Un
comando argentino, al regresar de las Malvinas, dijo de sus camaradas muertos
que allá quedaron: «sus cuerpos fueron lentamente fundiéndose con ese suelo
criollo, a través de los mantos nevados, pero siempre supimos que estaban allí,
como centinelas espirituales». Y es bueno que estén allí y allí se queden para
siempre abonando la sagrada tierra patria a la cual un día volveremos…
El
combatiente argentino que dijo que sus camaradas muertos allá quedaron «como
centinelas espirituales», señaló algo profundo que es lo que nos ha hecho
pensar.
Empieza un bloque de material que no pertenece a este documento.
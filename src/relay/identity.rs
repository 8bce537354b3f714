//! Peer identity assignment
//!
//! A connecting client either presents a previously issued identifier in its `peerid`
//! cookie, which is reused unchanged, or receives a freshly minted one together with a
//! `Set-Cookie` value for the handshake response. A `peerid` cookie is never overwritten:
//! an unusable one gets a session-only identifier.

use uuid::Uuid;

use crate::config::PEER_ID_COOKIE;
use crate::protocol::PeerId;

/// Longest token value accepted from a client
const MAX_TOKEN_LEN: usize = 64;

/// Outcome of resolving a connection's identity
#[derive(Clone, Debug, PartialEq, Eq)]
pub struct ResolvedIdentity {
    /// Identifier for this connection
    pub peer_id: PeerId,
    /// `Set-Cookie` header value, present only when the id was newly minted
    pub set_cookie: Option<String>,
}

/// Resolve the identity for a handshake carrying the given `Cookie` header
pub fn resolve(cookie_header: Option<&str>) -> ResolvedIdentity {
    match cookie_header.and_then(cookie_token) {
        Some(token) if is_valid_token(token) => ResolvedIdentity {
            peer_id: PeerId::from(token),
            set_cookie: None,
        },
        Some(_) => ResolvedIdentity {
            peer_id: generate_peer_id(),
            set_cookie: None,
        },
        None => {
            let peer_id = generate_peer_id();
            let set_cookie = Some(set_cookie_value(&peer_id));
            ResolvedIdentity { peer_id, set_cookie }
        }
    }
}

/// Mint a new identifier: a random v4 UUID in 8-4-4-4-12 form
pub fn generate_peer_id() -> PeerId {
    PeerId::new(Uuid::new_v4().to_string())
}

/// Extract the identifier from a `Cookie` header, if a usable one is present
pub fn peer_id_from_cookie(header: &str) -> Option<PeerId> {
    cookie_token(header)
        .filter(|value| is_valid_token(value))
        .map(PeerId::from)
}

fn cookie_token(header: &str) -> Option<&str> {
    header
        .split(';')
        .filter_map(|pair| pair.trim().split_once('='))
        .find(|(key, _)| *key == PEER_ID_COOKIE)
        .map(|(_, value)| value.trim())
}

/// `Set-Cookie` value persisting `peer_id` on the client
pub fn set_cookie_value(peer_id: &PeerId) -> String {
    format!("{}={}; SameSite=Strict; Secure", PEER_ID_COOKIE, peer_id)
}

fn is_valid_token(value: &str) -> bool {
    !value.is_empty()
        && value.len() <= MAX_TOKEN_LEN
        && value.chars().all(|c| c.is_ascii_alphanumeric() || c == '-')
}

#[cfg(test)]
mod tests {
    use super::*;

    #[test]
    fn test_generated_id_format() {
        for _ in 0..100 {
            let id = generate_peer_id();
            let groups: Vec<&str> = id.as_str().split('-').collect();

            assert_eq!(
                groups.iter().map(|g| g.len()).collect::<Vec<_>>(),
                vec![8, 4, 4, 4, 12]
            );
            assert!(id
                .as_str()
                .chars()
                .all(|c| c == '-' || c.is_ascii_hexdigit()));
            assert!(groups[2].starts_with('4'));
            assert!(matches!(groups[3].chars().next(), Some('8' | '9' | 'a' | 'b')));
        }
    }

    #[test]
    fn test_generated_ids_differ() {
        assert_ne!(generate_peer_id(), generate_peer_id());
    }

    #[test]
    fn test_existing_cookie_is_reused() {
        let resolved = resolve(Some("theme=dark; peerid=0f3c2a1b-1111-4222-8333-444455556666"));
        assert_eq!(
            resolved.peer_id.as_str(),
            "0f3c2a1b-1111-4222-8333-444455556666"
        );
        assert!(resolved.set_cookie.is_none());
    }

    #[test]
    fn test_missing_cookie_mints_and_persists() {
        let resolved = resolve(None);
        let cookie = resolved.set_cookie.expect("new id must be persisted");
        assert!(cookie.starts_with(&format!("peerid={};", resolved.peer_id)));
        assert!(cookie.contains("SameSite=Strict"));
        assert!(cookie.contains("Secure"));

        let other = resolve(Some("theme=dark"));
        assert!(other.set_cookie.is_some());
    }

    #[test]
    fn test_unusable_cookie_is_ignored() {
        assert!(peer_id_from_cookie("peerid=").is_none());
        assert!(peer_id_from_cookie("peerid=<script>").is_none());
        assert!(peer_id_from_cookie(&format!("peerid={}", "a".repeat(65))).is_none());
        assert!(peer_id_from_cookie("xpeerid=abc").is_none());
    }

    #[test]
    fn test_unusable_cookie_is_not_overwritten() {
        let resolved = resolve(Some("theme=dark; peerid=<script>"));
        assert!(resolved.set_cookie.is_none());
        assert_eq!(resolved.peer_id.as_str().len(), 36);
        assert_ne!(resolved.peer_id.as_str(), "<script>");

        let empty = resolve(Some("peerid="));
        assert!(empty.set_cookie.is_none());
        assert!(!empty.peer_id.as_str().is_empty());
    }
}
En el suelo criollo y bajo los mantos nevados, quedaron los huesos que
se fundían con la tierra. Y los huesos, a la vez, simbolizan lo más recóndito y
el último sostén de nuestra carne. Ellos son lo último en volverse polvo
después que ha volado el espíritu. Esta suerte de ultimidad íntima de los
huesos es lo que invoca el salmista cuando, castigado por Dios, le suplica
porque «se han estremecido mis huesos, y está mi alma muy turbada» (Ps. 6,3).
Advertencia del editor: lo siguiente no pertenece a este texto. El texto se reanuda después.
//! Runtime configuration and protocol constants

use std::time::Duration;

/// Interval between heartbeat probes
pub const HEARTBEAT_INTERVAL: Duration = Duration::from_secs(5);

/// Consecutive unanswered probes after which a session is removed
pub const MAX_MISSED_HEARTBEATS: u32 = 2;

/// Delay before reconnecting a lost signaling connection
pub const RECONNECT_DELAY: Duration = Duration::from_secs(5);

/// Size of one binary file chunk
pub const CHUNK_SIZE: usize = 64 * 1024;

/// Bytes sent before waiting for a partition acknowledgement
pub const MAX_PARTITION_SIZE: usize = 1024 * 1024;

/// Cookie key carrying the peer identifier
pub const PEER_ID_COOKIE: &str = "peerid";

/// Label of the data channel opened by the caller
pub const DATA_CHANNEL_LABEL: &str = "data-channel";

/// Public STUN server used for candidate gathering
pub const DEFAULT_STUN_SERVER: &str = "stun:stun.l.google.com:19302";

/// Relay server settings
#[derive(Clone, Debug)]
pub struct RelayConfig {
    /// Host to bind to
    pub host: String,
    /// Port to listen on
    pub port: u16,
    /// Heartbeat probe interval
    pub heartbeat_interval: Duration,
    /// Unanswered probes before a session is dropped
    pub max_missed_heartbeats: u32,
}

impl RelayConfig {
    /// `host:port` string to bind
    pub fn bind_addr(&self) -> String {
        format!("{}:{}", self.host, self.port)
    }
}

impl Default for RelayConfig {
    fn default() -> Self {
        RelayConfig {
            host: "0.0.0.0".to_string(),
            port: 3000,
            heartbeat_interval: HEARTBEAT_INTERVAL,
            max_missed_heartbeats: MAX_MISSED_HEARTBEATS,
        }
    }
}

/// Signaling client settings
#[derive(Clone, Debug)]
pub struct ClientConfig {
    /// WebSocket URL of the relay
    pub server_url: String,
    /// Delay before a reconnect attempt
    pub reconnect_delay: Duration,
    /// User-Agent presented to the relay
    pub user_agent: String,
    /// STUN/TURN URLs used by the native backend
    pub ice_servers: Vec<String>,
    /// Identity token presented on the first connection; the relay assigns one if absent
    pub identity: Option<String>,
}

impl Default for ClientConfig {
    fn default() -> Self {
        ClientConfig {
            server_url: "ws://127.0.0.1:3000".to_string(),
            reconnect_delay: RECONNECT_DELAY,
            user_agent: default_user_agent(),
            ice_servers: vec![DEFAULT_STUN_SERVER.to_string()],
            identity: None,
        }
    }
}

/// User-Agent for the native client, e.g. `peerdrop/0.1.0 (Linux)`
pub fn default_user_agent() -> String {
    let os = match std::env::consts::OS {
        "macos" => "Mac OS X",
        "windows" => "Windows",
        "android" => "Android",
        "ios" => "iOS",
        _ => "Linux",
    };
    format!("peerdrop/{} ({})", env!("CARGO_PKG_VERSION"), os)
}

#[cfg(test)]
mod tests {
    use super::*;

    #[test]
    fn test_chunk_fits_partition() {
        assert!(CHUNK_SIZE <= MAX_PARTITION_SIZE);
        assert_eq!(MAX_PARTITION_SIZE % CHUNK_SIZE, 0);
    }

    #[test]
    fn test_bind_addr() {
        let config = RelayConfig {
            port: 8765,
            ..Default::default()
        };
        assert_eq!(config.bind_addr(), "0.0.0.0:8765");
    }
}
Porque son los huesos como la última resistencia de mi cuerpo, el meollo final;
por eso, cuando Labán reconoció a Jacob, le dijo: «¡Ciertamente, hueso
mío y carne mía eres!» (Gétt., 29,14). Los huesos de mis padres, de mis
hermanos, de mis hijos, de mis hermanos argentinos son, pues, mis huesos,
porque la fraternidad llega hasta el último reducto de mi intimidad. Y cuando
esos huesos se funden con la tierra patria allí quedan como «centinelas
espirituales».
Allí
deben quedar para siempre. Huesos asumidos por el Verbo que se hizo carne y
habitó entre nosotros; huesos vivificados por el espíritu en el cual se
encendía la luz de nuestro pensar originario. Sagrados huesos que nos esperan y
a los que hemos de ser fieles. Allí deben quedar para siempre. Nos esperan en
las Malvinas, en las islas australes y en el fondo del mar.